Kiir recently met with Machar in Ethiopia for peace talks brokered by the Intergovernmental Authority on Development, an African trade bloc made up of eight countries. Should the two parties fail to reach an agreement, South Sudan will be subjected to international sanctions.

Kiir refused to sign a peace agreement on Monday and instead asked for 15 days to consider it. His opponent Machar did sign, however, compounding the pressure on Kiir to find a solution to the crisis. Meanwhile, Kiir still has to balance the demands of his country’s hardliners who oppose conceding to Machar’s rebels. To date, seven ceasefires have gone unheeded.
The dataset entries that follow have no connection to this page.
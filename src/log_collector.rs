//! Decoupled logging pipeline for build runs.
//!
//! ```text
//! log::info!() / log_parsed!()
//!     |
//! [LogCollector] (log::Log impl, echoes to stderr)
//!     | (crossbeam channel)
//!     v
//! [DiskPersister thread] -> logs/ceres-build_<ts>.log
//! ```
//!
//! Every accepted record reaches the session file even though the build
//! itself runs on the main thread. `flush()` blocks until the persister has
//! written everything sent before it.

use chrono::Local;
use crossbeam_channel::{unbounded, Sender};
use log::{LevelFilter, Log, Metadata, Record};
use std::fs::{File, OpenOptions};
use std::io::Write;
use std::path::{Path, PathBuf};
use std::str::FromStr;

/// Environment variable holding the log level (`error` .. `trace`).
pub const LOG_LEVEL_ENV: &str = "CERES_BUILD_LOG";

/// Internal log line or special marker
enum LogMessage {
    Line(LogLine),
    /// Flush marker with channel sender to signal completion
    Flush(std::sync::mpsc::Sender<()>),
}

/// A log line with metadata
#[derive(Clone, Debug)]
pub struct LogLine {
    pub message: String,
    /// "full" or "parsed"
    pub log_type: String,
    pub timestamp: String,
}

impl LogLine {
    pub fn new(message: String) -> Self {
        LogLine {
            message,
            log_type: "full".to_string(),
            timestamp: Local::now().format("%H:%M:%S%.3f").to_string(),
        }
    }

    pub fn parsed(message: String) -> Self {
        LogLine {
            log_type: "parsed".to_string(),
            ..LogLine::new(message)
        }
    }
}

/// Default logs directory: `<base>/logs`
pub fn logs_dir(base_dir: &Path) -> PathBuf {
    base_dir.join("logs")
}

/// Level from `CERES_BUILD_LOG`, falling back to `default`.
pub fn level_from_env(default: LevelFilter) -> LevelFilter {
    std::env::var(LOG_LEVEL_ENV)
        .ok()
        .and_then(|v| LevelFilter::from_str(v.trim()).ok())
        .unwrap_or(default)
}

/// Unified logger that echoes to stderr and persists to the session file
#[derive(Clone)]
pub struct LogCollector {
    tx: Sender<LogMessage>,
    session_path: PathBuf,
    level: LevelFilter,
}

impl LogCollector {
    /// Create the session log file under `log_dir` and start the persister thread
    pub fn new(log_dir: &Path, level: LevelFilter) -> Result<Self, String> {
        std::fs::create_dir_all(log_dir)
            .map_err(|e| format!("Failed to create logs directory: {}", e))?;

        let session_path = log_dir.join(format!(
            "ceres-build_{}.log",
            Local::now().format("%Y%m%d_%H%M%S")
        ));
        let file = OpenOptions::new()
            .create(true)
            .append(true)
            .open(&session_path)
            .map_err(|e| format!("Failed to open log file {}: {}", session_path.display(), e))?;

        let (tx, rx) = unbounded::<LogMessage>();

        std::thread::spawn(move || {
            let mut file: File = file;
            while let Ok(msg) = rx.recv() {
                match msg {
                    LogMessage::Line(line) => {
                        let formatted = if line.log_type == "parsed" {
                            format!("[{}] ==> {}\n", line.timestamp, line.message)
                        } else {
                            format!("[{}] {}\n", line.timestamp, line.message)
                        };
                        let _ = file.write_all(formatted.as_bytes());
                    }
                    LogMessage::Flush(done) => {
                        let _ = file.flush();
                        let _ = done.send(());
                    }
                }
            }
        });

        Ok(LogCollector {
            tx,
            session_path,
            level,
        })
    }

    pub fn session_path(&self) -> &Path {
        &self.session_path
    }

    /// Send a log line (non-blocking)
    pub fn log_line(&self, line: LogLine) {
        let _ = self.tx.send(LogMessage::Line(line));
    }

    /// Block until every line sent so far is on disk
    pub fn wait_for_empty(&self) -> Result<(), String> {
        let (tx, rx) = std::sync::mpsc::channel::<()>();
        self.tx
            .send(LogMessage::Flush(tx))
            .map_err(|e| format!("Failed to send flush marker: {}", e))?;
        rx.recv()
            .map_err(|e| format!("Flush signal interrupted: {}", e))
    }

    /// Register a clone of this collector as the global `log` backend
    pub fn install(&self) -> Result<(), String> {
        log::set_boxed_logger(Box::new(self.clone()))
            .map(|()| log::set_max_level(self.level))
            .map_err(|e| format!("Failed to set global logger: {}", e))
    }
}

impl Log for LogCollector {
    fn enabled(&self, metadata: &Metadata) -> bool {
        metadata.level() <= self.level
    }

    fn log(&self, record: &Record) {
        if !self.enabled(record.metadata()) {
            return;
        }
        if record.target() == "parsed" {
            let message = record.args().to_string();
            eprintln!("==> {}", message);
            self.log_line(LogLine::parsed(message));
        } else {
            let message = format!("[{}] {}", record.level(), record.args());
            eprintln!("{}", message);
            self.log_line(LogLine::new(message));
        }
    }

    fn flush(&self) {
        let _ = self.wait_for_empty();
    }
}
“President Salva Kiir is under immense pressure, both international and local, to sign the peace agreement after a long, protracted process whereupon repeated ceasefire agreements have been dishonored by both warring parties,” Tom Rhodes, the Committee to Protect Journalist’s East Africa Representative, told ThinkProgress. “Local journalists suspect Kiir has targeted the press for its ongoing efforts urging a peaceful solution — among other issues such as exposing government corruption and internal rifts within the ruling party.”

This year alone has seen the murder of five journalists in South Sudan, according to a CPJ report. All five were ambushed and brutally murdered by heavily armed men in the same incident. Other press agencies have been targeted and closed down by local authorities. Kiir’s latest comments could pave the way for more attacks against the country’s press corps.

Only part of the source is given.